In this thesis the synthesis of thin films by interfacial polymerization is studied. Interfacial polymerization is a very versatile technique to allow for the production of thin, defect-free films in a localized manner.
‘These thin films are about one hundred nm thick,’ says Evelien Maaskant. ‘They can be used in membranes for gas separation, reverse osmosis or nanofiltration. However, several other potential applications are imaginable and feasible, especially as new functional monomers are incorporated within these films.’
This thesis focuses on novel monomers to be synthesized and polymerized by interfacial polymerization. In one of the first chapters, a star-shaped trifunctional acyl chloride monomer was used. ‘We compared the membrane performance to that of conventional polyamide membranes,’ says Evelien.
In the other chapters non-polyamide networks were described, prepared and characterized.
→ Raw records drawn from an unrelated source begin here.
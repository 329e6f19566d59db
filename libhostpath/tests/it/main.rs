mod common;
mod dispatch;
mod node_lifecycle;
//! In-process metadata store.

use async_trait::async_trait;
use dashmap::DashMap;

use super::{ClaimRef, ClusterMetadata, MetadataError, PersistentVolume, PersistentVolumeClaim};

/// [`ClusterMetadata`] backed by concurrent maps.
#[derive(Debug, Default)]
pub struct MemoryMetadata {
    volumes: DashMap<String, PersistentVolume>,
    /// Keyed by `(namespace, name)`.
    claims: DashMap<(String, String), PersistentVolumeClaim>,
}

impl MemoryMetadata {
    pub fn new() -> Self {
        Self::default()
    }

    pub fn insert_volume(&self, volume: PersistentVolume) {
        self.volumes.insert(volume.name.clone(), volume);
    }

    pub fn insert_claim(&self, claim: PersistentVolumeClaim) {
        self.claims
            .insert((claim.namespace.clone(), claim.name.clone()), claim);
    }

    pub fn remove_volume(&self, name: &str) -> Option<PersistentVolume> {
        self.volumes.remove(name).map(|(_, v)| v)
    }

    /// Record a volume bound to `namespace/claim` whose claim carries
    /// `annotation_key = host_path`.
    pub fn bind(
        &self,
        volume: &str,
        namespace: &str,
        claim: &str,
        annotation_key: &str,
        host_path: &str,
    ) {
        self.insert_volume(PersistentVolume {
            name: volume.to_owned(),
            claim_ref: Some(ClaimRef {
                namespace: namespace.to_owned(),
                name: claim.to_owned(),
            }),
        });
        let mut pvc = PersistentVolumeClaim {
            namespace: namespace.to_owned(),
            name: claim.to_owned(),
            ..Default::default()
        };
        pvc.annotations
            .insert(annotation_key.to_owned(), host_path.to_owned());
        self.insert_claim(pvc);
    }
}

#[async_trait]
impl ClusterMetadata for MemoryMetadata {
    async fn get_persistent_volume(&self, name: &str) -> Result<PersistentVolume, MetadataError> {
        self.volumes
            .get(name)
            .map(|r| r.clone())
            .ok_or_else(|| MetadataError::NotFound {
                kind: "persistentvolume",
                name: name.to_owned(),
            })
    }

    async fn get_persistent_volume_claim(
        &self,
        namespace: &str,
        name: &str,
    ) -> Result<PersistentVolumeClaim, MetadataError> {
        self.claims
            .get(&(namespace.to_owned(), name.to_owned()))
            .map(|r| r.clone())
            .ok_or_else(|| MetadataError::NotFound {
                kind: "persistentvolumeclaim",
                name: format!("{namespace}/{name}"),
            })
    }
}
For example a significant reduction of swelling (in n-hexane and ethyl acetate vapor) was found in the hybrid poly(PDMS-POSSimide) films, as compared to conventional PDMS.
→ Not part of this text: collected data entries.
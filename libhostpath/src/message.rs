//! CSI protocol messages transmitted over QUIC.
//!
//! [`CsiMessage`] is the envelope for every request and response exchanged
//! between the orchestrator side ([`CsiClient`](crate::transport::client::CsiClient))
//! and the plugin ([`CsiServer`](crate::transport::server::CsiServer)).

use serde::{Deserialize, Serialize};

use crate::error::CsiError;
use crate::types::*;

/// Top-level message envelope for CSI over QUIC.
///
/// Each QUIC bi-stream carries exactly one request followed by one response.
/// The client sends a *request* variant and the server replies with the
/// corresponding *response* variant (or [`CsiMessage::Error`]).
#[derive(Debug, Clone, Serialize, Deserialize)]
pub enum CsiMessage {
    // ----- Identity requests ----------------------------------------------
    GetPluginInfo,
    Probe,
    GetPluginCapabilities,

    // ----- Controller requests --------------------------------------------
    CreateVolume(CreateVolumeRequest),
    DeleteVolume(VolumeId),
    ControllerExpandVolume(ControllerExpandVolumeRequest),
    ControllerGetVolume(VolumeId),
    ControllerGetCapabilities,
    ValidateVolumeCapabilities {
        volume_id: VolumeId,
        capabilities: Vec<VolumeCapability>,
    },

    // ----- Node requests --------------------------------------------------
    NodeStageVolume(NodeStageVolumeRequest),
    NodeUnstageVolume {
        volume_id: VolumeId,
        staging_target_path: String,
    },
    NodePublishVolume(NodePublishVolumeRequest),
    NodeUnpublishVolume {
        volume_id: VolumeId,
        target_path: String,
    },
    NodeExpandVolume(NodeExpandVolumeRequest),
    NodeGetCapabilities,
    NodeGetInfo,

    // ----- Responses ------------------------------------------------------
    PluginInfoResponse(PluginInfo),
    ProbeResult(bool),
    PluginCapabilitiesResponse(Vec<PluginCapability>),
    VolumeCreated(Volume),
    VolumeExpanded(ExpandVolumeResponse),
    VolumeDescribed(VolumeDescriptor),
    ControllerCapabilitiesResponse(Vec<ControllerCapability>),
    CapabilitiesValid(bool),
    NodeCapabilitiesResponse(Vec<NodeCapability>),
    NodeInfoResponse(NodeInfo),

    /// Generic success acknowledgement (no payload).
    Ok,
    /// An error occurred.
    Error(CsiError),
}

impl CsiMessage {
    /// Whether this variant is something a client may send.
    pub fn is_request(&self) -> bool {
        matches!(
            self,
            Self::GetPluginInfo
                | Self::Probe
                | Self::GetPluginCapabilities
                | Self::CreateVolume(_)
                | Self::DeleteVolume(_)
                | Self::ControllerExpandVolume(_)
                | Self::ControllerGetVolume(_)
                | Self::ControllerGetCapabilities
                | Self::ValidateVolumeCapabilities { .. }
                | Self::NodeStageVolume(_)
                | Self::NodeUnstageVolume { .. }
                | Self::NodePublishVolume(_)
                | Self::NodeUnpublishVolume { .. }
                | Self::NodeExpandVolume(_)
                | Self::NodeGetCapabilities
                | Self::NodeGetInfo
        )
    }
}

impl std::fmt::Display for CsiMessage {
    fn fmt(&self, f: &mut std::fmt::Formatter<'_>) -> std::fmt::Result {
        match self {
            Self::GetPluginInfo => f.write_str("GetPluginInfo"),
            Self::Probe => f.write_str("Probe"),
            Self::GetPluginCapabilities => f.write_str("GetPluginCapabilities"),
            Self::CreateVolume(req) => write!(f, "CreateVolume(name={})", req.name),
            Self::DeleteVolume(id) => write!(f, "DeleteVolume({id})"),
            Self::ControllerExpandVolume(req) => {
                write!(f, "ControllerExpandVolume({})", req.volume_id)
            }
            Self::ControllerGetVolume(id) => write!(f, "ControllerGetVolume({id})"),
            Self::ControllerGetCapabilities => f.write_str("ControllerGetCapabilities"),
            Self::ValidateVolumeCapabilities { volume_id, .. } => {
                write!(f, "ValidateVolumeCapabilities({volume_id})")
            }
            Self::NodeStageVolume(req) => write!(f, "NodeStageVolume({})", req.volume_id),
            Self::NodeUnstageVolume { volume_id, .. } => {
                write!(f, "NodeUnstageVolume({volume_id})")
            }
            Self::NodePublishVolume(req) => write!(
                f,
                "NodePublishVolume({}, target={})",
                req.volume_id, req.target_path
            ),
            Self::NodeUnpublishVolume {
                volume_id,
                target_path,
            } => write!(f, "NodeUnpublishVolume({volume_id}, target={target_path})"),
            Self::NodeExpandVolume(req) => write!(f, "NodeExpandVolume({})", req.volume_id),
            Self::NodeGetCapabilities => f.write_str("NodeGetCapabilities"),
            Self::NodeGetInfo => f.write_str("NodeGetInfo"),
            Self::PluginInfoResponse(info) => write!(f, "PluginInfo(name={})", info.name),
            Self::ProbeResult(ok) => write!(f, "ProbeResult({ok})"),
            Self::PluginCapabilitiesResponse(caps) => {
                write!(f, "PluginCapabilities(count={})", caps.len())
            }
            Self::VolumeCreated(v) => write!(f, "VolumeCreated({})", v.volume_id),
            Self::VolumeExpanded(r) => write!(f, "VolumeExpanded({})", r.capacity_bytes),
            Self::VolumeDescribed(_) => f.write_str("VolumeDescribed"),
            Self::ControllerCapabilitiesResponse(caps) => {
                write!(f, "ControllerCapabilities(count={})", caps.len())
            }
            Self::CapabilitiesValid(v) => write!(f, "CapabilitiesValid({v})"),
            Self::NodeCapabilitiesResponse(caps) => {
                write!(f, "NodeCapabilities(count={})", caps.len())
            }
            Self::NodeInfoResponse(info) => write!(f, "NodeInfo({})", info.node_id),
            Self::Ok => f.write_str("Ok"),
            Self::Error(e) => write!(f, "Error({e})"),
        }
    }
}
Also the cross-link density of hexachlorocyclotriphosphazene (HCCP), as prepared by the interfacial polymerization with an aromatic biphenol, was shown to be controllable. ‘This resulted in different morphology and mechanical properties,’ Evelien writes.
Also within this thesis the stability of a membrane against extreme pH-conditions was addressed.
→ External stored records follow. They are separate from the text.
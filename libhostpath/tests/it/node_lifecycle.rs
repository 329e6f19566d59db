use std::collections::HashMap;
use std::path::{Path, PathBuf};
use std::sync::Arc;
use std::sync::atomic::Ordering;
use std::time::Duration;

use libhostpath::backend::TargetState;
use libhostpath::{
    CsiError, CsiNode, NodePublishVolumeRequest, StatusCode, VolumeCapability, VolumeId,
};

use crate::common::{FakeMounter, Harness};

fn publish_request(volume: &str, target: &str) -> NodePublishVolumeRequest {
    NodePublishVolumeRequest {
        volume_id: VolumeId::from(volume),
        target_path: target.to_owned(),
        volume_capability: VolumeCapability::default(),
        read_only: false,
        volume_context: HashMap::new(),
    }
}

#[tokio::test]
async fn publish_unpublish_lifecycle() {
    let h = Harness::new();
    h.bind("pv-a", "/data/a");
    let t1 = h.target("mnt/t1");
    let id = VolumeId::from("pv-a");

    h.backend.publish_volume(publish_request("pv-a", &t1)).await.unwrap();
    assert!(Path::new(&t1).is_dir());
    assert_eq!(h.mounter.source_of(Path::new(&t1)), Some(PathBuf::from("/data/a")));

    // Retry of the same publish is a no-op.
    h.backend.publish_volume(publish_request("pv-a", &t1)).await.unwrap();
    assert_eq!(h.mounter.bind_calls.load(Ordering::SeqCst), 1);

    h.backend.unpublish_volume(&id, &t1).await.unwrap();
    assert_eq!(h.mounter.mount_count(), 0);

    // Second unpublish finds the directory unmounted.
    h.backend.unpublish_volume(&id, &t1).await.unwrap();
    assert_eq!(h.mounter.unmount_calls.load(Ordering::SeqCst), 1);

    // The target directory is left in place.
    assert!(Path::new(&t1).is_dir());
    assert_eq!(h.backend.targets_in_flight(), 0);
}

#[tokio::test]
async fn publish_creates_nested_target() {
    let h = Harness::new();
    h.bind("pv-a", "/data/a");
    let target = h.target("pods/uid/volumes/pv-a/mount");

    h.backend
        .publish_volume(publish_request("pv-a", &target))
        .await
        .unwrap();

    assert!(Path::new(&target).is_dir());
    assert_eq!(
        h.backend.target_state(Path::new(&target)).await.unwrap(),
        TargetState::Mounted
    );
}

#[cfg(unix)]
#[tokio::test]
async fn publish_creates_target_with_restricted_mode() {
    use std::os::unix::fs::PermissionsExt;

    let h = Harness::new();
    h.bind("pv-a", "/data/a");
    let target = h.target("t1");

    h.backend
        .publish_volume(publish_request("pv-a", &target))
        .await
        .unwrap();

    let mode = std::fs::metadata(&target).unwrap().permissions().mode() & 0o777;
    // The process umask can only clear bits.
    assert_eq!(mode & !0o750, 0);
}

#[tokio::test]
async fn publish_onto_existing_empty_dir() {
    let h = Harness::new();
    h.bind("pv-a", "/data/a");
    let target = h.target("existing");
    std::fs::create_dir_all(&target).unwrap();

    h.backend
        .publish_volume(publish_request("pv-a", &target))
        .await
        .unwrap();
    assert_eq!(h.mounter.mount_count(), 1);
}

#[tokio::test]
async fn unpublish_unknown_target_is_not_found() {
    let h = Harness::new();
    let target = h.target("never-created");

    let err = h
        .backend
        .unpublish_volume(&VolumeId::from("pv-a"), &target)
        .await
        .unwrap_err();
    assert_eq!(err.code(), StatusCode::NotFound);
    assert_eq!(h.mounter.unmount_calls.load(Ordering::SeqCst), 0);
}

#[tokio::test]
async fn unpublish_rejects_empty_target() {
    let h = Harness::new();
    let err = h
        .backend
        .unpublish_volume(&VolumeId::from("pv-a"), "")
        .await
        .unwrap_err();
    assert_eq!(err.code(), StatusCode::InvalidArgument);
}

#[tokio::test]
async fn publish_unknown_volume_leaves_target_unmounted() {
    let h = Harness::new();
    h.bind("pv-a", "/data/a");
    let target = h.target("t1");

    // pv-b has no record at all.
    let err = h
        .backend
        .publish_volume(publish_request("pv-b", &target))
        .await
        .unwrap_err();
    assert_eq!(err.code(), StatusCode::Internal);
    assert!(matches!(err, CsiError::Metadata(_)));

    // The directory created before resolution is not rolled back.
    assert!(Path::new(&target).is_dir());
    assert_eq!(h.mounter.bind_calls.load(Ordering::SeqCst), 0);
}

#[tokio::test]
async fn publish_with_empty_annotation_is_internal() {
    let h = Harness::new();
    h.bind("pv-a", "");
    let target = h.target("t1");

    let err = h
        .backend
        .publish_volume(publish_request("pv-a", &target))
        .await
        .unwrap_err();
    assert_eq!(err.code(), StatusCode::Internal);
    assert!(matches!(err, CsiError::HostPathUnset { .. }));
    assert_eq!(h.mounter.bind_calls.load(Ordering::SeqCst), 0);
}

#[tokio::test]
async fn mount_failure_surfaces_helper_output() {
    let h = Harness::new();
    h.bind("pv-a", "/data/a");
    h.mounter.fail_mount.store(true, Ordering::SeqCst);
    let target = h.target("t1");

    let err = h
        .backend
        .publish_volume(publish_request("pv-a", &target))
        .await
        .unwrap_err();
    assert_eq!(err.code(), StatusCode::Internal);
    assert!(err.to_string().contains("special device /data/a does not exist"));

    // A later attempt after the host recovers succeeds.
    h.mounter.fail_mount.store(false, Ordering::SeqCst);
    h.backend
        .publish_volume(publish_request("pv-a", &target))
        .await
        .unwrap();
    assert_eq!(h.mounter.mount_count(), 1);
}

#[tokio::test]
async fn unmount_failure_is_internal() {
    let h = Harness::new();
    h.bind("pv-a", "/data/a");
    let target = h.target("t1");
    h.backend
        .publish_volume(publish_request("pv-a", &target))
        .await
        .unwrap();

    h.mounter.fail_unmount.store(true, Ordering::SeqCst);
    let err = h
        .backend
        .unpublish_volume(&VolumeId::from("pv-a"), &target)
        .await
        .unwrap_err();
    assert_eq!(err.code(), StatusCode::Internal);
    assert!(matches!(err, CsiError::UnmountFailed { .. }));
    assert!(err.to_string().contains("target is busy"));
    assert_eq!(h.mounter.mount_count(), 1);
}

#[tokio::test]
async fn mount_query_failure_is_internal() {
    let h = Harness::new();
    h.bind("pv-a", "/data/a");
    h.mounter.fail_query.store(true, Ordering::SeqCst);
    let target = h.target("t1");

    let err = h
        .backend
        .publish_volume(publish_request("pv-a", &target))
        .await
        .unwrap_err();
    assert_eq!(err.code(), StatusCode::Internal);

    let err = h
        .backend
        .unpublish_volume(&VolumeId::from("pv-a"), &target)
        .await
        .unwrap_err();
    assert_eq!(err.code(), StatusCode::Internal);
    assert_eq!(h.mounter.bind_calls.load(Ordering::SeqCst), 0);
}

#[tokio::test]
async fn annotation_change_does_not_remount() {
    let h = Harness::new();
    h.bind("pv-a", "/data/a");
    let target = h.target("t1");
    h.backend
        .publish_volume(publish_request("pv-a", &target))
        .await
        .unwrap();

    h.bind("pv-a", "/data/b");
    h.backend
        .publish_volume(publish_request("pv-a", &target))
        .await
        .unwrap();
    assert_eq!(
        h.mounter.source_of(Path::new(&target)),
        Some(PathBuf::from("/data/a"))
    );
}

#[tokio::test(flavor = "multi_thread", worker_threads = 4)]
async fn concurrent_publishes_mount_once() {
    let h = Arc::new(Harness::with_mounter(FakeMounter::with_query_delay(
        Duration::from_millis(20),
    )));
    h.bind("pv-a", "/data/a");
    let target = h.target("t1");

    let tasks: Vec<_> = (0..8)
        .map(|_| {
            let h = Arc::clone(&h);
            let target = target.clone();
            tokio::spawn(async move {
                h.backend
                    .publish_volume(publish_request("pv-a", &target))
                    .await
            })
        })
        .collect();

    for task in tasks {
        task.await.unwrap().unwrap();
    }
    assert_eq!(h.mounter.bind_calls.load(Ordering::SeqCst), 1);
    assert_eq!(h.backend.targets_in_flight(), 0);
}

#[tokio::test(flavor = "multi_thread", worker_threads = 4)]
async fn distinct_targets_publish_independently() {
    let h = Arc::new(Harness::with_mounter(FakeMounter::with_query_delay(
        Duration::from_millis(10),
    )));
    h.bind("pv-a", "/data/a");

    let tasks: Vec<_> = (0..4)
        .map(|i| {
            let h = Arc::clone(&h);
            let target = h.target(&format!("t{i}"));
            tokio::spawn(async move {
                h.backend
                    .publish_volume(publish_request("pv-a", &target))
                    .await
            })
        })
        .collect();

    for task in tasks {
        task.await.unwrap().unwrap();
    }
    assert_eq!(h.mounter.mount_count(), 4);
}
use std::collections::HashMap;
use std::path::{Path, PathBuf};
use std::sync::atomic::{AtomicBool, AtomicUsize, Ordering};
use std::sync::{Arc, Mutex};
use std::time::Duration;

use async_trait::async_trait;
use libhostpath::config::HOST_PATH_ANNOTATION;
use libhostpath::metadata::MemoryMetadata;
use libhostpath::mount::{MountError, MountExecutor, create_target_dir};
use libhostpath::{DriverConfig, HostPathBackend};

pub const NODE_ID: &str = "node-01";

/// In-memory stand-in for the host mount namespace.
///
/// Target directories are real (created under a temp dir) so existence
/// checks behave like the nsenter executor; the mount table is a map.
#[derive(Default)]
pub struct FakeMounter {
    mounts: Mutex<HashMap<PathBuf, PathBuf>>,
    pub bind_calls: AtomicUsize,
    pub unmount_calls: AtomicUsize,
    pub fail_mount: AtomicBool,
    pub fail_unmount: AtomicBool,
    pub fail_query: AtomicBool,
    /// Pause inside `is_mounted` to widen check-then-act windows.
    pub query_delay: Option<Duration>,
}

impl FakeMounter {
    pub fn with_query_delay(delay: Duration) -> Self {
        Self {
            query_delay: Some(delay),
            ..Default::default()
        }
    }

    pub fn source_of(&self, target: &Path) -> Option<PathBuf> {
        self.mounts.lock().unwrap().get(target).cloned()
    }

    pub fn mount_count(&self) -> usize {
        self.mounts.lock().unwrap().len()
    }

    fn failed(command: &str, output: &str) -> MountError {
        MountError::CommandFailed {
            command: command.to_owned(),
            status: "exit status: 32".to_owned(),
            output: output.to_owned(),
        }
    }
}

#[async_trait]
impl MountExecutor for FakeMounter {
    async fn bind_mount(&self, source: &Path, target: &Path) -> Result<(), MountError> {
        self.bind_calls.fetch_add(1, Ordering::SeqCst);
        create_target_dir(target).await?;
        if self.fail_mount.load(Ordering::SeqCst) {
            return Err(Self::failed(
                "mount --bind",
                "mount: special device /data/a does not exist",
            ));
        }
        let mut mounts = self.mounts.lock().unwrap();
        if mounts.contains_key(target) {
            return Err(Self::failed("mount --bind", "mount: target is busy"));
        }
        mounts.insert(target.to_owned(), source.to_owned());
        Ok(())
    }

    async fn unmount(&self, target: &Path) -> Result<(), MountError> {
        self.unmount_calls.fetch_add(1, Ordering::SeqCst);
        if self.fail_unmount.load(Ordering::SeqCst) {
            return Err(Self::failed("umount", "umount: target is busy"));
        }
        match self.mounts.lock().unwrap().remove(target) {
            Some(_) => Ok(()),
            None => Err(Self::failed("umount", "umount: not mounted")),
        }
    }

    async fn is_mounted(&self, target: &Path) -> Result<bool, MountError> {
        if let Some(delay) = self.query_delay {
            tokio::time::sleep(delay).await;
        }
        if self.fail_query.load(Ordering::SeqCst) {
            return Err(Self::failed("cat /proc/self/mounts", "cat: permission denied"));
        }
        if !target.exists() {
            return Err(MountError::TargetMissing(target.to_owned()));
        }
        Ok(self.mounts.lock().unwrap().contains_key(target))
    }
}

pub struct Harness {
    pub backend: HostPathBackend,
    pub mounter: Arc<FakeMounter>,
    pub metadata: Arc<MemoryMetadata>,
    pub root: tempfile::TempDir,
}

impl Harness {
    pub fn new() -> Self {
        Self::with_mounter(FakeMounter::default())
    }

    pub fn with_mounter(mounter: FakeMounter) -> Self {
        let mounter = Arc::new(mounter);
        let metadata = Arc::new(MemoryMetadata::new());
        let backend = HostPathBackend::new(
            DriverConfig::new(NODE_ID),
            metadata.clone(),
            mounter.clone(),
        );
        Self {
            backend,
            mounter,
            metadata,
            root: tempfile::tempdir().expect("tempdir"),
        }
    }

    /// Bind `volume` to a claim annotated with `host_path`.
    pub fn bind(&self, volume: &str, host_path: &str) {
        self.metadata.bind(
            volume,
            "default",
            &format!("{volume}-claim"),
            HOST_PATH_ANNOTATION,
            host_path,
        );
    }

    /// A target path under the scratch root, as a string.
    pub fn target(&self, rel: &str) -> String {
        self.root.path().join(rel).display().to_string()
    }
}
Here, a series stable poly(aryl ether) films were described. The poly(aryl ether)s were prepared by the interfacial polymerization of cyanuric chloride (CC) with (fully) aromatic tri-alcohols. By eliminating the carbonyl bond - as present in commonly used polyamide and polyester membranes - these membranes are more stable when functioning under severe pH conditions.
Finally, the synthesis of hyperbranched poly(aryl ether ketone)s (hb-PAEKs), using a multifunctional monomer (AB2) approach, was described. This approach resulted in a hb-PAEK with fluorine end-groups that could be modified to alter the properties of the polymer.
The fluorine end-groups were partially replaced by 4-(phenylethynyl)phenol (PEP) end-groups, of which the alkyne moieties cross-link upon heating. The curing behaviour and gas separation performance of the hb-PAEKs with and without PEP were studied. The subsequent chapter focused on the preparation of a ceramic porous hollow fiber, that proved stable under harsh conditions and provided mechanical strength to a thin film prepared by interfacial polymerization.
Evelien was a member of the Films in Fluids group, and her PhD work was supervised by Professor Nieck Benes. ‘In several chapters we collaborated with the Novel Aerospace Materials Group, led by Professor Theo Dingemans of TU Delft,’ Evelien says. ‘The materials we synthesized were tested under high temperature conditions.’
Evelien also collaborated with the Mesa+ Materials Science and Technology of Polymers group, led by Professor Julius Vancso. ‘In characterizing the synthesized films, we used their AFM expertise,’ Evelien says. ‘This resulted in a joined publication.’
‘As a PhD researcher you have to be far more creative than as a master student researcher. In a complex research field containing new domains of knowledge, unexpected and unpredictable processes and outcomes occur. In deepening your knowledge base – in my case, especially polymer chemistry – and in collaborating with experts in other fields, one can maximize the chance to achieve valuable results. One of the extra skills I learnt within the PhD project, was to report and communicate these results to my professional colleagues as well as to a broader audience.’
Evelien hopes her exploratory and innovative PhD research will be continued successfully. ‘Other researchers will proceed with some of the key results from my work,’ she says. ‘Especially scale-up research will be decisive for possible future applications.’
‘After my PhD Defense I favour a job outside academia. In a challenging R&D research environment, I hope to design and perform strategic experiments.’